So I was teasing on Facebook
yesterday that big changes were coming, and I know it had some of you worried.
That in and of itself tells me that I’m on the right track with this post. If
you see me say “big changes” and automatically think “uh oh,” clearly I’m doing
something wrong.
And I’ve been doing something wrong
for a while now. To myself. I realized this weekend that I have been very
unhappy for quite long time, and I was more or less unaware of it. Not
depressed- that’s easy to see. And not even sad- just not happy. Some of the
root causes of this I can’t do anything about, but I can change how I act and feel about them and it’s high time I did.
So starting now, today, this
instant, I am retaking control of my life. I am going to be a more active and
more positive participant in my own life. I am no longer going to just take the
path of least resistance, no longer do what’s easy because it’s easier. I’m
going to make a concerted and applied effort to find more joy and happiness in
my life, and appreciate it more fully when it is present.
Practically, what does that mean?
Well, for one, I am going to start making healthier choices for myself.
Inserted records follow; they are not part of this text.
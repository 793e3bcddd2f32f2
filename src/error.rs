use thiserror::Error;

pub type Result<T> = std::result::Result<T, GoatError>;

/// Errors produced by the core, grouped the way §7 groups them: input,
/// integrity, transient, quarantine, fatal.
#[derive(Debug, Error)]
pub enum GoatError {
    // --- input errors ---
    #[error("unknown field '{0}'")]
    UnknownField(String),
    #[error("type mismatch on field '{field}': expected {expected}, got {got}")]
    TypeMismatch {
        field: String,
        expected: &'static str,
        got: &'static str,
    },
    #[error("missing required field '{0}'")]
    MissingRequired(String),
    #[error("schema mismatch: {0}")]
    SchemaMismatch(String),
    #[error("invalid path: {0}")]
    InvalidPath(String),
    #[error("invalid patch: source checksum mismatch")]
    InvalidPatch,
    #[error("corrupt value: {0}")]
    CorruptValue(String),

    // --- integrity errors ---
    #[error("corrupt commit {commit_id}: {reason}")]
    CorruptCommit { commit_id: String, reason: String },
    #[error("signature verification failed for commit {0}")]
    SignatureFailure(String),
    #[error("checksum mismatch on commit {0}")]
    ChecksumMismatch(String),
    #[error("commit already frozen")]
    AlreadyFrozen,

    // --- transient errors ---
    #[error("storage unavailable: {0}")]
    StorageUnavailable(String),
    #[error("network unavailable: {0}")]
    NetworkUnavailable(String),
    #[error("peer busy: {0}")]
    PeerBusy(String),

    // --- quarantine errors ---
    #[error("corrupt leaf for key '{0}'")]
    CorruptLeaf(String),
    #[error("unknown schema {namespace}@{version}")]
    UnknownSchema { namespace: String, version: u32 },
    #[error("unknown session {0}")]
    UnknownSession(String),

    // --- fatal errors ---
    #[error("no upgrade path from {namespace}@{from} to @{to}")]
    NoUpgradePath {
        namespace: String,
        from: u32,
        to: u32,
    },
    #[error("invalid configuration: {0}")]
    ConfigurationInvalid(String),

    // --- bridged / encoding errors ---
    #[error("(de)serialization error: {0}")]
    Json(#[from] serde_json::Error),
    #[error("io error: {0}")]
    Io(#[from] std::io::Error),
    #[error("hex decode error: {0}")]
    Hex(#[from] hex::FromHexError),
    #[error("malformed session: {0}")]
    MalformedSession(String),
    #[error("commit has no parent")]
    OrphanCommit,
}

impl GoatError {
    /// Whether the facade can absorb this error and keep serving the last
    /// known-good head, per §7 ("the facade never crashes on integrity or
    /// transient errors").
    pub fn is_recoverable(&self) -> bool {
        !matches!(
            self,
            GoatError::NoUpgradePath { .. } | GoatError::ConfigurationInvalid(_)
        )
    }
}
On the
physical side, starting today, I’m getting back into a workout routine. The new
gym in my building is finally open, with brand-spanking new equipment and a
24-hour clock. I am definitely a “workout in the morning” person, so starting
today I am going to be at that lovely new gym every weekday AM. I won’t be able
to do a full workout every day (nor should I; apparently muscles need a chance
to rest and repair for full effect), but I am going to do some cardio at least
every single day and do weights, etc. every other day. I’ll have to start slow,
but I think that getting into a routine like this with a very easy, clear-cut
goal will help me get back on track. I was so happy when I was working out more
regularly, I felt so much better about myself physically, and I am going to
remember that feeling and reclaim it. I’m planning to start with 20 minutes a
day, every day, on the treadmill, and a full circuit of strength training and
stretching every other day. I’d like to work up to 40 minutes a day on the
treadmill eventually, and in that 40 minutes do three-ish miles. But that will
be determined by how I do to start off with.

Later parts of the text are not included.